Best-sellers

Fiction

  1. APPRENTICE IN DEATH by J. D. Robb. Lt. Eve Dallas of the NYPD calls on the technological expertise of her husband, Roarke, when three skaters at Wollman Rink are shot by a sniper. By Nora Roberts, writing pseudonymously.

  2. RAZOR GIRL by Carl Hiaasen. Ex-cop Andrew Yancy​ from ​Bad Monkey gets involved in a kidnapping gone wrong.

  3. THE UNDERGROUND RAILROAD by Colson Whitehead. A slave girl heads toward freedom on the network, envisioned as actual tracks and tunnels.

  4. A GREAT RECKONING by Louise Penny. An instructor at the police academy is found murdered, perhaps by one of the cadets favored by Armand Gamache, the retired homicide chief of the Sûreté du Québec.

  5. THE WOMAN IN CABIN 10 by Ruth Ware. A travel writer on a cruise is certain she has heard a body thrown overboard, but no one believes her.

  6. RUSHING WATERS by Danielle Steel. Six people cope with a hurricane in New York City.

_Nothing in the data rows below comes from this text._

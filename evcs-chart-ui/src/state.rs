//! Application state managed via Dioxus context.
//!
//! `AppState` bundles all reactive signals into a single struct provided via
//! `use_context_provider`. Child components retrieve it with `use_context::<AppState>()`.

use crate::browser_api::BrowserApi;
use dioxus::prelude::*;
use evcs_data::session::{Phase, Session};

/// Shared state of one dashboard instance.
#[derive(Clone, Copy)]
pub struct AppState {
    /// Controller state: cached dataset, filter, derived view
    pub session: Signal<Session>,
    /// Backend transport
    pub api: Signal<BrowserApi>,
    /// First feature of the cluster view ("" until chosen)
    pub feat1: Signal<String>,
    /// Second feature of the cluster view ("" until chosen)
    pub feat2: Signal<String>,
    /// Bumped to request a full fetch-and-render pass
    pub reload: Signal<u32>,
}

impl AppState {
    /// Create a new AppState with default signal values.
    pub fn new() -> Self {
        Self {
            session: Signal::new(Session::new()),
            api: Signal::new(BrowserApi::default()),
            feat1: Signal::new(String::new()),
            feat2: Signal::new(String::new()),
            reload: Signal::new(0),
        }
    }

    pub fn is_loading(&self) -> bool {
        matches!(self.session.read().phase(), Phase::Loading)
    }

    /// Message of the last failed dataset fetch.
    pub fn error_message(&self) -> Option<String> {
        match self.session.read().phase() {
            Phase::Error(message) => Some(message.clone()),
            _ => None,
        }
    }

    /// Ask the app to run the full fetch-and-render sequence again.
    pub fn request_reload(&mut self) {
        let next = (self.reload)().wrapping_add(1);
        self.reload.set(next);
    }
}

impl Default for AppState {
    fn default() -> Self {
        Self::new()
    }
}
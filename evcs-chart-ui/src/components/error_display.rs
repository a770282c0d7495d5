//! Error display component with an optional retry button.

use dioxus::prelude::*;

#[derive(Props, Clone, PartialEq)]
pub struct ErrorDisplayProps {
    pub message: String,
    /// Shown as a "Retry" button when set
    #[props(default)]
    pub on_retry: Option<EventHandler<()>>,
}

/// Displays an error message in a styled box.
#[component]
pub fn ErrorDisplay(props: ErrorDisplayProps) -> Element {
    let on_retry = props.on_retry;
    rsx! {
        div {
            style: "padding: 12px 16px; margin: 8px 0; background: #FFEBEE; color: #C62828; border-radius: 4px; border: 1px solid #EF9A9A; display: flex; align-items: center; gap: 12px;",
            div {
                strong { "Error: " }
                "{props.message}"
            }
            if let Some(handler) = on_retry {
                button {
                    style: "margin-left: auto; padding: 4px 12px; cursor: pointer;",
                    onclick: move |_| handler.call(()),
                    "Retry"
                }
            }
        }
    }
}
//! The four summary stat cards.

use crate::state::AppState;
use dioxus::prelude::*;

#[derive(Props, Clone, PartialEq)]
struct CardProps {
    title: String,
    value: String,
}

#[component]
fn Card(props: CardProps) -> Element {
    rsx! {
        div {
            style: "flex: 1; min-width: 160px; padding: 12px 16px; background: #F5F3FF; border-radius: 6px; border: 1px solid #DDD6FE;",
            div {
                style: "font-size: 12px; color: #6B7280; margin-bottom: 4px;",
                "{props.title}"
            }
            div {
                style: "font-size: 22px; font-weight: bold; color: #4C1D95;",
                "{props.value}"
            }
        }
    }
}

/// Total sessions, total energy, average rate and average duration.
///
/// Cards keep their previous values when a fetch fails.
#[component]
pub fn StatCards() -> Element {
    let state = use_context::<AppState>();
    let cards = state.session.read().view().cards.clone();

    rsx! {
        div {
            style: "display: flex; flex-wrap: wrap; gap: 12px; margin: 12px 0;",
            Card { title: "Total Sessions".to_string(), value: cards.total_sessions }
            Card { title: "Total Energy".to_string(), value: cards.total_energy }
            Card { title: "Average Charging Rate".to_string(), value: cards.avg_rate }
            Card { title: "Average Duration".to_string(), value: cards.avg_duration }
        }
    }
}
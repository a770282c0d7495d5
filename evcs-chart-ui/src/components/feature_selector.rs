//! The two feature selectors of the cluster view.

use crate::state::AppState;
use dioxus::prelude::*;

/// Two dropdowns over the dataset's numeric columns. Updates `feat1` and
/// `feat2` in AppState; the app reacts once both are set.
#[component]
pub fn FeatureSelector() -> Element {
    let mut state = use_context::<AppState>();
    let features = state.session.read().view().feature_options.clone();
    let feat1 = (state.feat1)();
    let feat2 = (state.feat2)();

    let on_feat1_change = move |evt: Event<FormData>| {
        state.feat1.set(evt.value());
    };

    let on_feat2_change = move |evt: Event<FormData>| {
        state.feat2.set(evt.value());
    };

    rsx! {
        div {
            style: "margin: 8px 0; display: flex; gap: 12px; align-items: center; flex-wrap: wrap;",
            label {
                style: "font-weight: bold;",
                "X feature: "
                select {
                    id: "feat1-select",
                    onchange: on_feat1_change,
                    option { value: "", selected: feat1.is_empty(), "Select a feature" }
                    for feature in features.iter() {
                        option {
                            value: "{feature}",
                            selected: *feature == feat1,
                            "{feature}"
                        }
                    }
                }
            }
            label {
                style: "font-weight: bold;",
                "Y feature: "
                select {
                    id: "feat2-select",
                    onchange: on_feat2_change,
                    option { value: "", selected: feat2.is_empty(), "Select a feature" }
                    for feature in features.iter() {
                        option {
                            value: "{feature}",
                            selected: *feature == feat2,
                            "{feature}"
                        }
                    }
                }
            }
        }
    }
}
//! The session table.

use crate::state::AppState;
use dioxus::prelude::*;
use evcs_data::table::TableBody;

const CELL_STYLE: &str = "padding: 6px 10px; border-bottom: 1px solid #E5E7EB; text-align: left;";

fn cell_style(emphasized: bool) -> String {
    if emphasized {
        format!("{CELL_STYLE} font-weight: 600;")
    } else {
        CELL_STYLE.to_string()
    }
}

/// Renders the current table view: a header row and either one row per
/// session or the single full-width error row.
#[component]
pub fn DataTable() -> Element {
    let state = use_context::<AppState>();
    let table = state.session.read().view().table.clone();

    let body = match &table.body {
        TableBody::Rows(rows) => rsx! {
            for row in rows.iter() {
                tr {
                    for cell in row.iter() {
                        td {
                            style: cell_style(cell.emphasized),
                            "{cell.text}"
                        }
                    }
                }
            }
        },
        TableBody::Error { colspan, message } => rsx! {
            tr {
                td {
                    colspan: "{colspan}",
                    style: "{CELL_STYLE} text-align: center; color: #C62828;",
                    "{message}"
                }
            }
        },
    };

    rsx! {
        div {
            style: "overflow-x: auto; max-height: 420px; overflow-y: auto; margin: 12px 0;",
            table {
                id: "sessions-table",
                style: "border-collapse: collapse; width: 100%; font-size: 13px;",
                thead {
                    tr {
                        for header in table.headers.iter() {
                            th {
                                style: "{CELL_STYLE} background: #F9FAFB; position: sticky; top: 0;",
                                "{header}"
                            }
                        }
                    }
                }
                tbody { {body} }
            }
        }
    }
}
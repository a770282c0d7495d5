//! Backend contract shared by the browser and native transports.

use crate::cluster::{ClassifyRequest, ClusterResult};
use crate::dataset::{Dataset, UserFilter};
use crate::station::Station;
use serde::{Deserialize, Serialize};
use thiserror::Error;

pub const GET_INFO: &str = "/get_info";
pub const GET_STATIONS: &str = "/get_stations";
pub const GET_USERS: &str = "/get_users";
pub const CLASSIFY: &str = "/classify";

/// Errors surfaced by a [`DashboardApi`] call.
#[derive(Error, Debug, Clone, PartialEq)]
pub enum ApiError {
    /// The request never produced a response (DNS, connection, CORS, abort).
    #[error("network error: {0}")]
    Network(String),

    /// The backend answered with a non-success status.
    #[error("{endpoint} returned HTTP {status}")]
    Status { endpoint: String, status: u16 },

    /// The body was not the JSON shape we expect.
    #[error("failed to decode {endpoint} response: {message}")]
    Decode { endpoint: String, message: String },

    #[error("{endpoint} timed out after {after_ms} ms")]
    Timeout { endpoint: String, after_ms: u64 },

    /// Well-formed JSON that violates a data invariant.
    #[error("invalid response: {0}")]
    InvalidResponse(String),
}

/// Response of `GET /get_users`.
#[derive(Debug, Clone, PartialEq, Default, Serialize, Deserialize)]
pub struct UsersResponse {
    #[serde(default)]
    pub users: Vec<String>,
}

/// The four endpoints the dashboard consumes.
///
/// Implemented with `web_sys` fetch inside the browser and with `reqwest`
/// natively. Futures are not required to be `Send`: the browser transport
/// runs on the single UI thread.
#[allow(async_fn_in_trait)]
pub trait DashboardApi {
    /// `GET /get_info`, optionally scoped with `?username=`.
    async fn get_info(&self, filter: Option<&UserFilter>) -> Result<Dataset, ApiError>;

    /// `GET /get_stations`, scoped to a user unless the filter is "all users".
    async fn get_stations(&self, filter: &UserFilter) -> Result<Vec<Station>, ApiError>;

    /// `GET /get_users`.
    async fn get_users(&self) -> Result<Vec<String>, ApiError>;

    /// `POST /classify`.
    async fn classify(&self, request: &ClassifyRequest) -> Result<ClusterResult, ApiError>;
}

/// Path and query for a `/get_info` request.
pub fn info_path(filter: Option<&UserFilter>) -> String {
    match filter {
        None => GET_INFO.to_string(),
        Some(f) => format!("{}?username={}", GET_INFO, encode_query_value(f.as_value())),
    }
}

/// Path and query for a `/get_stations` request. "All users" uses the bare path.
pub fn stations_path(filter: &UserFilter) -> String {
    match filter {
        UserFilter::All => GET_STATIONS.to_string(),
        UserFilter::User(id) => format!("{}?username={}", GET_STATIONS, encode_query_value(id)),
    }
}

/// Percent-encode a query value, leaving RFC 3986 unreserved bytes as-is.
pub fn encode_query_value(value: &str) -> String {
    let mut out = String::with_capacity(value.len());
    for byte in value.bytes() {
        match byte {
            b'A'..=b'Z' | b'a'..=b'z' | b'0'..=b'9' | b'-' | b'_' | b'.' | b'~' => {
                out.push(byte as char)
            }
            _ => out.push_str(&format!("%{:02X}", byte)),
        }
    }
    out
}

/// Join a base URL and an endpoint path without doubling the slash.
pub fn join_url(base: &str, path: &str) -> String {
    format!("{}{}", base.trim_end_matches('/'), path)
}

#[cfg(test)]
mod tests {
    use super::*;

    #[test]
    fn info_path_scopes_by_user() {
        assert_eq!(info_path(None), "/get_info");
        assert_eq!(
            info_path(Some(&UserFilter::All)),
            "/get_info?username=ALL_USERS"
        );
        assert_eq!(
            info_path(Some(&UserFilter::User("User_3".into()))),
            "/get_info?username=User_3"
        );
    }

    #[test]
    fn stations_path_uses_bare_path_for_all_users() {
        assert_eq!(stations_path(&UserFilter::All), "/get_stations");
        assert_eq!(
            stations_path(&UserFilter::User("Jo Ana".into())),
            "/get_stations?username=Jo%20Ana"
        );
    }

    #[test]
    fn encodes_reserved_characters() {
        assert_eq!(encode_query_value("a&b=c/d"), "a%26b%3Dc%2Fd");
        assert_eq!(encode_query_value("User_10"), "User_10");
        assert_eq!(encode_query_value("é"), "%C3%A9");
    }

    #[test]
    fn join_url_trims_trailing_slash() {
        assert_eq!(join_url("http://localhost:5000/", GET_USERS), "http://localhost:5000/get_users");
        assert_eq!(join_url("", GET_USERS), "/get_users");
    }

    #[test]
    fn error_messages_name_the_endpoint() {
        let err = ApiError::Status {
            endpoint: GET_INFO.into(),
            status: 502,
        };
        assert_eq!(err.to_string(), "/get_info returned HTTP 502");
        let err = ApiError::Timeout {
            endpoint: GET_STATIONS.into(),
            after_ms: 15000,
        };
        assert_eq!(err.to_string(), "/get_stations timed out after 15000 ms");
    }
}
//! Title row of a chart panel: axes and an optional legend line.

use dioxus::prelude::*;

/// One colored legend entry, e.g. a marker color of the station map.
#[derive(Clone, PartialEq)]
pub struct LegendEntry {
    pub color: &'static str,
    pub label: &'static str,
}

#[derive(Props, Clone, PartialEq)]
pub struct ChartHeaderProps {
    pub title: String,
    /// What the x axis buckets or plots, e.g. "Time of day"
    #[props(default)]
    pub x_axis: Option<String>,
    /// Y-axis quantity and unit, e.g. "Energy (kWh)"
    #[props(default)]
    pub y_axis: Option<String>,
    #[props(default)]
    pub legend: Vec<LegendEntry>,
    /// Short hint under the axes
    #[props(default)]
    pub note: Option<String>,
}

fn axes_text(x_axis: Option<&str>, y_axis: Option<&str>) -> Option<String> {
    match (x_axis, y_axis) {
        (Some(x), Some(y)) => Some(format!("{} by {}", y, x.to_lowercase())),
        (Some(x), None) => Some(format!("by {}", x.to_lowercase())),
        (None, Some(y)) => Some(y.to_string()),
        (None, None) => None,
    }
}

#[component]
pub fn ChartHeader(props: ChartHeaderProps) -> Element {
    let axes = axes_text(props.x_axis.as_deref(), props.y_axis.as_deref());

    rsx! {
        div {
            style: "display: flex; align-items: baseline; flex-wrap: wrap; gap: 4px 12px; margin-bottom: 8px;",
            h3 {
                style: "margin: 0; font-size: 16px;",
                "{props.title}"
            }
            if let Some(axes) = axes {
                span {
                    style: "font-size: 12px; color: #666;",
                    "{axes}"
                }
            }
            for entry in props.legend.iter() {
                span {
                    style: "font-size: 12px; color: #444; display: inline-flex; align-items: center; gap: 4px;",
                    span {
                        style: "display: inline-block; width: 10px; height: 10px; border-radius: 50%; background: {entry.color};",
                    }
                    "{entry.label}"
                }
            }
            if let Some(note) = props.note.as_ref() {
                p {
                    style: "flex-basis: 100%; margin: 0; font-size: 11px; color: #888;",
                    "{note}"
                }
            }
        }
    }
}
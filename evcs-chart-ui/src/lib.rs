//! Shared Dioxus components and JS bridge for the EVCS dashboard.
//!
//! This crate provides:
//! - `js_bridge`: Rust wrappers for the Chart.js and Leaflet draw functions via `js_sys::eval()`
//! - `browser_api`: a `fetch`-backed implementation of the backend contract
//! - `state`: Reactive AppState with Dioxus Signals
//! - `components`: Reusable RSX components (stat cards, table, selectors, etc.)

pub mod browser_api;
pub mod components;
pub mod js_bridge;
pub mod state;
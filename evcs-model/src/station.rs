use crate::value::CellValue;
use serde::{Deserialize, Deserializer, Serialize};

/// A charging station as returned by `GET /get_stations`.
///
/// Coordinates are decimal degrees. The backend is not consistent about
/// sending them as numbers, so both numbers and numeric strings are accepted;
/// anything else is treated as missing.
#[derive(Debug, Clone, PartialEq, Serialize, Deserialize)]
pub struct Station {
    #[serde(deserialize_with = "label")]
    pub station_id: String,
    #[serde(default, deserialize_with = "coordinate")]
    pub latitude: Option<f64>,
    #[serde(default, deserialize_with = "coordinate")]
    pub longitude: Option<f64>,
    /// Whether the selected user has charged at this station.
    #[serde(default)]
    pub visited: bool,
}

impl Station {
    pub fn new(station_id: impl Into<String>, latitude: f64, longitude: f64, visited: bool) -> Self {
        Self {
            station_id: station_id.into(),
            latitude: Some(latitude),
            longitude: Some(longitude),
            visited,
        }
    }

    /// `(latitude, longitude)` when both are present.
    ///
    /// A zero coordinate counts as missing: the backend uses `0` as a
    /// placeholder for stations it could not geocode.
    pub fn coordinates(&self) -> Option<(f64, f64)> {
        match (self.latitude, self.longitude) {
            (Some(lat), Some(lon)) if lat != 0.0 && lon != 0.0 => Some((lat, lon)),
            _ => None,
        }
    }
}

fn label<'de, D: Deserializer<'de>>(deserializer: D) -> Result<String, D::Error> {
    let value = CellValue::deserialize(deserializer)?;
    Ok(value.to_string())
}

fn coordinate<'de, D: Deserializer<'de>>(deserializer: D) -> Result<Option<f64>, D::Error> {
    let value = CellValue::deserialize(deserializer)?;
    Ok(value.as_number())
}
//! Native `reqwest` transport for the dashboard backend.

use evcs_model::api::{self, UsersResponse};
use evcs_model::{ApiError, ClassifyRequest, ClusterResult, DashboardApi, Dataset, Station, UserFilter};
use log::info;
use reqwest::{Client, RequestBuilder};
use serde::de::DeserializeOwned;
use std::time::Duration;

/// HTTP client bound to one backend base URL.
#[derive(Clone)]
pub struct HttpClient {
    client: Client,
    base_url: String,
    timeout: Duration,
}

impl HttpClient {
    pub fn new(base_url: &str, timeout: Duration) -> anyhow::Result<Self> {
        let client = Client::builder().timeout(timeout).build()?;
        Ok(Self {
            client,
            base_url: base_url.trim_end_matches('/').to_string(),
            timeout,
        })
    }

    pub fn base_url(&self) -> &str {
        &self.base_url
    }

    fn url(&self, path: &str) -> String {
        api::join_url(&self.base_url, path)
    }

    /// Send a request and decode a JSON body, mapping every failure to an
    /// [`ApiError`] naming `endpoint`.
    async fn send<T: DeserializeOwned>(&self, endpoint: &str, request: RequestBuilder) -> Result<T, ApiError> {
        let response = request
            .send()
            .await
            .map_err(|e| self.transport_error(endpoint, e))?;

        let status = response.status();
        if !status.is_success() {
            return Err(ApiError::Status {
                endpoint: endpoint.to_string(),
                status: status.as_u16(),
            });
        }

        let body = response
            .text()
            .await
            .map_err(|e| self.transport_error(endpoint, e))?;
        serde_json::from_str(&body).map_err(|e| ApiError::Decode {
            endpoint: endpoint.to_string(),
            message: e.to_string(),
        })
    }

    fn transport_error(&self, endpoint: &str, e: reqwest::Error) -> ApiError {
        if e.is_timeout() {
            ApiError::Timeout {
                endpoint: endpoint.to_string(),
                after_ms: self.timeout.as_millis() as u64,
            }
        } else {
            ApiError::Network(e.to_string())
        }
    }
}

impl DashboardApi for HttpClient {
    async fn get_info(&self, filter: Option<&UserFilter>) -> Result<Dataset, ApiError> {
        let url = self.url(&api::info_path(filter));
        info!("GET {}", url);
        self.send(api::GET_INFO, self.client.get(url)).await
    }

    async fn get_stations(&self, filter: &UserFilter) -> Result<Vec<Station>, ApiError> {
        let url = self.url(&api::stations_path(filter));
        info!("GET {}", url);
        self.send(api::GET_STATIONS, self.client.get(url)).await
    }

    async fn get_users(&self) -> Result<Vec<String>, ApiError> {
        let url = self.url(api::GET_USERS);
        info!("GET {}", url);
        let response: UsersResponse = self.send(api::GET_USERS, self.client.get(url)).await?;
        Ok(response.users)
    }

    async fn classify(&self, request: &ClassifyRequest) -> Result<ClusterResult, ApiError> {
        let url = self.url(api::CLASSIFY);
        info!("POST {} ({} x {})", url, request.feat1, request.feat2);
        self.send(api::CLASSIFY, self.client.post(url).json(request)).await
    }
}
//! Reusable Dioxus RSX components for the EVCS dashboard.

mod chart_container;
mod chart_header;
mod data_table;
mod error_display;
mod feature_selector;
mod refresh_bar;
mod stat_cards;
mod user_selector;

pub use chart_container::ChartContainer;
pub use chart_header::{ChartHeader, LegendEntry};
pub use data_table::DataTable;
pub use error_display::ErrorDisplay;
pub use feature_selector::FeatureSelector;
pub use refresh_bar::RefreshBar;
pub use stat_cards::StatCards;
pub use user_selector::UserSelector;
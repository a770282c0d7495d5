//! Typed wrappers around JS interop via `js_sys::eval()`.
//!
//! The Chart.js and Leaflet draw functions live in `assets/js/*.js` and are
//! loaded at runtime. They are evaluated as globals (no ES modules) and
//! exposed via `window.*`. Specs are serialized with `serde_json` and
//! spliced into the call as object literals.
//!
//! Every draw call tears down whatever the container held before; chart
//! instances are kept in a JS registry keyed by container id.

use evcs_data::chart::{BarChartSpec, LineChartSpec, ScatterChartSpec};
use evcs_data::map::MapSpec;
use serde::Serialize;

// Embed the draw scripts at compile time
static CHARTS_JS: &str = include_str!("../assets/js/charts.js");
static STATIONS_MAP_JS: &str = include_str!("../assets/js/stations-map.js");

/// Execute arbitrary JS, wrapping in try/catch to avoid panics.
pub fn call_js(code: &str) {
    let wrapped = format!(
        "try {{ {} }} catch(e) {{ console.warn('EVCS JS call failed:', e); }}",
        code
    );
    let _ = js_sys::eval(&wrapped);
}

/// Initialize the draw scripts once Chart.js and Leaflet are loaded.
///
/// The scripts are evaluated at global scope via indirect eval inside the
/// polling callback, then each entry point is promoted to `window.*`.
pub fn init_charts() {
    let all_js = [CHARTS_JS, STATIONS_MAP_JS].join("\n");

    let store_js = format!(
        "window.__evcsChartScripts = {};",
        serde_json::to_string(&all_js).unwrap_or_default()
    );
    let _ = js_sys::eval(&store_js);

    let init_js = r#"
        (function() {
            if (window.__evcsChartsReady) return;
            var waitForLibs = setInterval(function() {
                if (typeof Chart !== 'undefined' && typeof L !== 'undefined') {
                    clearInterval(waitForLibs);
                    (0, eval)(window.__evcsChartScripts);
                    delete window.__evcsChartScripts;
                    if (typeof renderEvcsBarChart !== 'undefined') window.renderEvcsBarChart = renderEvcsBarChart;
                    if (typeof renderEvcsLineChart !== 'undefined') window.renderEvcsLineChart = renderEvcsLineChart;
                    if (typeof renderEvcsScatterChart !== 'undefined') window.renderEvcsScatterChart = renderEvcsScatterChart;
                    if (typeof destroyEvcsChart !== 'undefined') window.destroyEvcsChart = destroyEvcsChart;
                    if (typeof renderEvcsStationsMap !== 'undefined') window.renderEvcsStationsMap = renderEvcsStationsMap;
                    window.__evcsChartsReady = true;
                    console.log('EVCS charts initialized');
                }
            }, 100);
        })();
    "#;
    let _ = js_sys::eval(init_js);
}

/// Script that waits for the draw scripts and the container, then calls
/// `window.<function>(containerId, spec)`.
fn deferred_call(function: &str, container_id: &str, spec_json: &str) -> String {
    let id_literal = serde_json::to_string(container_id).unwrap_or_else(|_| "''".to_string());
    format!(
        r#"
        (function() {{
            var poll = setInterval(function() {{
                if (window.__evcsChartsReady &&
                    typeof window.{function} !== 'undefined' &&
                    document.getElementById({id_literal})) {{
                    clearInterval(poll);
                    try {{
                        window.{function}({id_literal}, {spec_json});
                    }} catch(e) {{ console.error('[EVCS] {function} error:', e); }}
                }}
            }}, 100);
        }})();
        "#,
    )
}

fn render<T: Serialize>(function: &str, container_id: &str, spec: &T) {
    match serde_json::to_string(spec) {
        Ok(json) => call_js(&deferred_call(function, container_id, &json)),
        Err(e) => log::error!("[EVCS] could not serialize spec for {}: {}", function, e),
    }
}

/// Energy per time-of-day bar chart.
pub fn render_bar_chart(container_id: &str, spec: &BarChartSpec) {
    render("renderEvcsBarChart", container_id, spec);
}

/// Sessions per day-of-week line chart.
pub fn render_line_chart(container_id: &str, spec: &LineChartSpec) {
    render("renderEvcsLineChart", container_id, spec);
}

pub fn render_scatter_chart(container_id: &str, spec: &ScatterChartSpec) {
    render("renderEvcsScatterChart", container_id, spec);
}

/// Rebuild the station map from scratch.
pub fn render_stations_map(container_id: &str, spec: &MapSpec) {
    render("renderEvcsStationsMap", container_id, spec);
}

/// Destroy the chart registered for the container and clear it.
pub fn destroy_chart(container_id: &str) {
    let id_literal = serde_json::to_string(container_id).unwrap_or_else(|_| "''".to_string());
    call_js(&format!(
        "if (window.destroyEvcsChart) window.destroyEvcsChart({id}); \
         var el = document.getElementById({id}); if (el) el.innerHTML = '';",
        id = id_literal
    ));
}

/// Blocking notice.
pub fn alert(message: &str) {
    match web_sys::window() {
        Some(window) => {
            if window.alert_with_message(message).is_err() {
                log::warn!("[EVCS] alert failed: {}", message);
            }
        }
        None => log::warn!("[EVCS] no window for alert: {}", message),
    }
}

  7. HERE I AM by Jonathan Safran Foer. Private and public crises converge for four generations of a Jewish family.

  8. A GENTLEMAN IN MOSCOW by Amor Towles. A Russian count undergoes 30 years of house arrest in the Metropol hotel across from the Kremlin.

  9. TRULY MADLY GUILTY by Liane Moriarty. Three couples at a backyard barbecue gone wrong.

  10. DOWNFALL by J. A. Jance. Joanna Brady, sheriff of Cochise County, must cope with pregnancy, the recent deaths of her mother and stepfather, a coming election, and the mysterious discovery of the bodies of two women at the base of a nearby peak. The 17th novel in a series.

Nonfiction

  1. LOVE WARRIOR by Glennon Doyle Melton. After her husband confesses to multiple infidelities, a woman who has overcome bulimia and alcoholism struggles to grow—and so does he.

  2. THE GIRL WITH THE LOWER BACK TATTOO by Amy Schumer. Humorous personal essays by the comedian, actor and writer.

  3. HILLBILLY ELEGY by J. D. Vance. A Yale Law School graduate looks at the struggles of America’s white working class through his own childhood in the Rust Belt.

  4. WHEN BREATH BECOMES AIR by Paul Kalanithi. A memoir by a physician who received a diagnosis of Stage IV lung cancer at the age of 36.

  5. BETWEEN THE WORLD AND ME by Ta-Nehisi Coates. A meditation on race in America.

  6. HAMILTON: THE REVOLUTION by Lin-Manuel Miranda and Jeremy McCarter. The libretto of the award-winning musical, with backstage photos, a production history and interviews with the cast.

  7. HIDDEN FIGURES by Margot Lee Shetterly Morrow. The story, based in part on interviews, of the black women mathematicians who were hired as “computers” by the precursor of NASA during World War II.

  8. BEST. STATE. EVER by Dave Barry. Florida may be the Joke State, but Barry explains why he loves it.

  9. ARMAGEDDON by Dick Morris and Eileen McGann. The political strategist offers a game plan for how to defeat Hillary Clinton.

  10. THE PIGEON TUNNEL by John le Carré. A memoir by the great spy novelist.

Paperback fiction

  1. THE GIRL ON THE TRAIN by Paula Hawkins. A psychological thriller set in the environs of London is full of complications and betrayals.

  2. THE LIGHT BETWEEN OCEANS by M. L. Stedman. An Australian lighthouse keeper and his wife decide to keep a baby who has washed ashore.

  3. A MAN CALLED OVE by Fredrik Backman. An angry old curmudgeon gets new next-door neighbors, and things are about to change for all of them.

  4. MILK AND HONEY by Rupi Kaur. A collection of poetry about love, loss, trauma and healing.

  5. AFTER YOU by Jojo Moyes. In a sequel to Me Before You, Louisa Clark tries to put her life back together after the death of Will Traynor.

Paperback nonfiction

  1. SULLY by Chesley B. Sullenberger III and Jeffrey Zaslow. A memoir by the pilot who performed the successful emergency landing of a plane with 155 passengers on the Hudson River in 2009.

  2. ALEXANDER HAMILTON by Ron Chernow. First published in 2004, this biography of a founding father was turned into the Pulitzer Prize-winning hip-hop musical Hamilton.

  3. THE BOYS IN THE BOAT by Daniel James Brown. American rowers pursue gold at the 1936 Berlin Olympic Games.

  4. JUST MERCY by Bryan Stevenson. A law professor and MacArthur grant recipient’s memoir of his decades of work to free innocent people condemned to death.

  5. THE NEW JIM CROW by Michelle Alexander. A law professor takes aim at the “war on drugs” and its impact on black men.